May 27-28, Maha Ghosananda led contingent of high-ranking monks to Pyongyang, North Korea, to peace negotiations held under the auspices of King Sihanouk.

While the talks were underway in North Korea, the Dhammayietra activists had a campaign in Cambodia to “tie a saffron ribbon for peace” and hung banners and ribbons throughout the city of Phnom Penh. When they learned later that the talks had not resulted in Peace, they reminded each other of Maha Ghosananda’s teachings: “Peace is always a point of arrival and a point of departure. That is why we must always begin again, step by step, and never get discouraged.

Other activities this year:
* He attended a second round of follow-up negotiations later in Phnom Penh.
* He also led an inter-religious delegation to peace negotiations in Colombo, Sri Lanka, to help seek and end to that country’s civil war.
* Maha Ghosananda was first nominated for 1994 Nobel Peace Prize by US Senator Claiborne Pell, Chairman of US Senate Foreign Relations Committee.
* On December 4, 1994 he gave a blessing to the “Auschwitz to Hiroshima” peace walk inauguration at Auschwitz Concentration Camp in Poland. It was the opening of the four day Convocation of the Interfaith Pilgrimage for Peace and Life, a world wide walk in memory of WW II. Sponsored by the Coalition for Peace and Reconciliation.

The walk began on December 10th from the ‘receiving platform’ at the Birkenau camp. It eventually traversed through Eastern Europe, the Middle East, India and Southeast Asia to Hiroshima and Nagasaki, arriving August 8, 1995. Initiated and organized by the Nipponzan Myohoji order.
* While he was in Europe, he also attended the UNESCO Peace Conference in Barcelona, Spain. Fifty religious leaders gathered to discuss “The Contribution by Religions to the Culture of Peace” and draw-up a manifesto of peace.

The main objective of the UN dialogue was to concentrate on the cultural aspect of peace and the wisdom of the great religious traditions.

The Barcelona statement said, “We face a crisis which could bring about the suicide of the human species or bring us a new awakening and a new hope. We believe that peace is possible….Peace implies that love, compassion, human dignity and justice are fully preserved. Peace entails that we understand that we are all interdependent and related to one another. We are all individually and collectively responsible for the common good, including the well being of future generations. Peace demands that we respect Earth and all forms of life, especially human life. Our ethical awareness requires setting limits to technology. We should direct our efforts towards eliminating consumerism and improving the quality of life. Peace is a journey – a never ending process.

***
LANDMINES DHAMMAYIETRA
***

In February 1995, Maha Ghosananda attended the International Network of Engaged Buddhists (INEB) conference at Nakhon Nayok Thailand.
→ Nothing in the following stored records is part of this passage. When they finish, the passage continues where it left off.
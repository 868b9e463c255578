//! In-memory document store.
//!
//! Keeps collections in insertion order behind a tokio mutex. Clones share
//! the same state. Individual operations can be made to fail with
//! [`MemoryDocumentStore::fail_on`] to exercise error paths.

use async_trait::async_trait;
use serde_json::Value;
use std::collections::{HashMap, HashSet};
use std::sync::Arc;
use tokio::sync::Mutex;

use super::{validate_partial, validate_query, Document, DocumentStore, Fields, StoreError};
use crate::models::RecordId;

/// Store operations that can be failed on purpose.
#[derive(Debug, Clone, Copy, PartialEq, Eq, Hash)]
pub enum StoreOp {
    ListAll,
    Insert,
    FindByField,
    UpdateById,
    DeleteById,
}

#[derive(Debug, Default)]
struct MemoryState {
    collections: HashMap<String, Vec<Document>>,
    failing: HashSet<StoreOp>,
}

impl MemoryState {
    fn check(&self, op: StoreOp) -> Result<(), StoreError> {
        if self.failing.contains(&op) {
            return Err(StoreError::Unavailable(format!("{:?} disabled", op)));
        }
        Ok(())
    }
}

#[derive(Debug, Clone, Default)]
pub struct MemoryDocumentStore {
    state: Arc<Mutex<MemoryState>>,
}

impl MemoryDocumentStore {
    pub fn new() -> Self {
        Self::default()
    }

    /// Make every later call of `op` fail with [`StoreError::Unavailable`].
    pub async fn fail_on(&self, op: StoreOp) {
        self.state.lock().await.failing.insert(op);
    }

    /// Undo [`fail_on`](Self::fail_on) for every operation.
    pub async fn recover(&self) {
        self.state.lock().await.failing.clear();
    }

    /// Number of documents in a collection.
    pub async fn count(&self, collection: &str) -> usize {
        self.state
            .lock()
            .await
            .collections
            .get(collection)
            .map_or(0, Vec::len)
    }

    /// A single document by id, bypassing failure injection.
    pub async fn get(&self, collection: &str, id: &RecordId) -> Option<Document> {
        self.state
            .lock()
            .await
            .collections
            .get(collection)
            .and_then(|docs| docs.iter().find(|d| &d.id == id).cloned())
    }
}

#[async_trait]
impl DocumentStore for MemoryDocumentStore {
    async fn list_all(&self, collection: &str) -> Result<Vec<Document>, StoreError> {
        let state = self.state.lock().await;
        state.check(StoreOp::ListAll)?;
        Ok(state.collections.get(collection).cloned().unwrap_or_default())
    }

    async fn insert(&self, collection: &str, fields: Fields) -> Result<RecordId, StoreError> {
        let mut state = self.state.lock().await;
        state.check(StoreOp::Insert)?;

        let id = RecordId::generate();
        state
            .collections
            .entry(collection.to_string())
            .or_default()
            .push(Document::new(id.clone(), fields));
        Ok(id)
    }

    async fn find_by_field(
        &self,
        collection: &str,
        field: &str,
        value: &Value,
    ) -> Result<Vec<Document>, StoreError> {
        validate_query(field, value)?;
        let state = self.state.lock().await;
        state.check(StoreOp::FindByField)?;

        Ok(state
            .collections
            .get(collection)
            .map(|docs| {
                docs.iter()
                    .filter(|d| d.fields.get(field) == Some(value))
                    .cloned()
                    .collect()
            })
            .unwrap_or_default())
    }

    async fn update_by_id(
        &self,
        collection: &str,
        id: &RecordId,
        partial: Fields,
    ) -> Result<(), StoreError> {
        validate_partial(&partial)?;
        let mut state = self.state.lock().await;
        state.check(StoreOp::UpdateById)?;

        let doc = state
            .collections
            .get_mut(collection)
            .and_then(|docs| docs.iter_mut().find(|d| &d.id == id))
            .ok_or_else(|| StoreError::not_found(collection, id))?;

        for (key, value) in partial {
            doc.fields.insert(key, value);
        }
        Ok(())
    }

    async fn delete_by_id(&self, collection: &str, id: &RecordId) -> Result<(), StoreError> {
        let mut state = self.state.lock().await;
        state.check(StoreOp::DeleteById)?;

        let docs = state
            .collections
            .get_mut(collection)
            .ok_or_else(|| StoreError::not_found(collection, id))?;
        let position = docs
            .iter()
            .position(|d| &d.id == id)
            .ok_or_else(|| StoreError::not_found(collection, id))?;
        docs.remove(position);
        Ok(())
    }
}
use serde::{Deserialize, Serialize};
use std::fmt;
use std::str::FromStr;

/// How a local entry is matched to its remote record before update/delete.
#[derive(Debug, Clone, Copy, PartialEq, Eq, Default, Serialize, Deserialize)]
#[serde(rename_all = "lowercase")]
pub enum Lookup {
    /// Use the record id kept on the entry.
    #[default]
    Id,
    /// Query the store for records with the same name and take the first.
    Name,
}

impl fmt::Display for Lookup {
    fn fmt(&self, f: &mut fmt::Formatter<'_>) -> fmt::Result {
        match self {
            Lookup::Id => write!(f, "id"),
            Lookup::Name => write!(f, "name"),
        }
    }
}

impl FromStr for Lookup {
    type Err = String;

    fn from_str(s: &str) -> Result<Self, Self::Err> {
        match s.to_lowercase().as_str() {
            "id" => Ok(Lookup::Id),
            "name" => Ok(Lookup::Name),
            _ => Err(format!("Invalid lookup '{}'. Valid options: id, name", s)),
        }
    }
}

/// What happens to quantities below zero on write.
#[derive(Debug, Clone, Copy, PartialEq, Eq, Default, Serialize, Deserialize)]
#[serde(rename_all = "snake_case")]
pub enum QuantityPolicy {
    /// Negative quantities are stored as given.
    #[default]
    Signed,
    /// Negative quantities are stored as zero.
    ClampAtZero,
}

impl QuantityPolicy {
    pub fn apply(self, quantity: i64) -> i64 {
        match self {
            QuantityPolicy::Signed => quantity,
            QuantityPolicy::ClampAtZero => quantity.max(0),
        }
    }
}

impl fmt::Display for QuantityPolicy {
    fn fmt(&self, f: &mut fmt::Formatter<'_>) -> fmt::Result {
        match self {
            QuantityPolicy::Signed => write!(f, "signed"),
            QuantityPolicy::ClampAtZero => write!(f, "clamp_at_zero"),
        }
    }
}

impl FromStr for QuantityPolicy {
    type Err = String;

    fn from_str(s: &str) -> Result<Self, Self::Err> {
        match s.to_lowercase().replace('-', "_").as_str() {
            "signed" => Ok(QuantityPolicy::Signed),
            "clamp_at_zero" | "clamp" => Ok(QuantityPolicy::ClampAtZero),
            _ => Err(format!(
                "Invalid quantity policy '{}'. Valid options: signed, clamp_at_zero",
                s
            )),
        }
    }
}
Then in May, he led Dhammayietra IV across Cambodia from the Thai border to Svay Rieng near the Vietnamese border. Dhammayietra IV focused on banning land mines, to draw attention to the more than 10 million landmines in Cambodia; more mines that people, continue to this day to kill and maim hundreds of farmers and children each year. During the walk, the Buddhists collected 20,000 signatures to ban landmines.

Dhammayietra IV greeted the “Interfaith Pilgrimage for Peace” that had left Auschwitz, Poland the previous year, at the Thai-Cambodian border. The yearlong pilgrimage was organized by the Nipponzan Myohoji to commemorate the fiftieth anniversary of the bombing of Hiroshima.

The 1995 Dhammayietra set off from the northwestern border town of Poipet, the headquarters of the Khmer Rouge. The sound of artillery shells booming across the countryside from a distant battle between the army and the Khmer Rouge guerrillas, echoed in the ears of the pilgrims as they set out.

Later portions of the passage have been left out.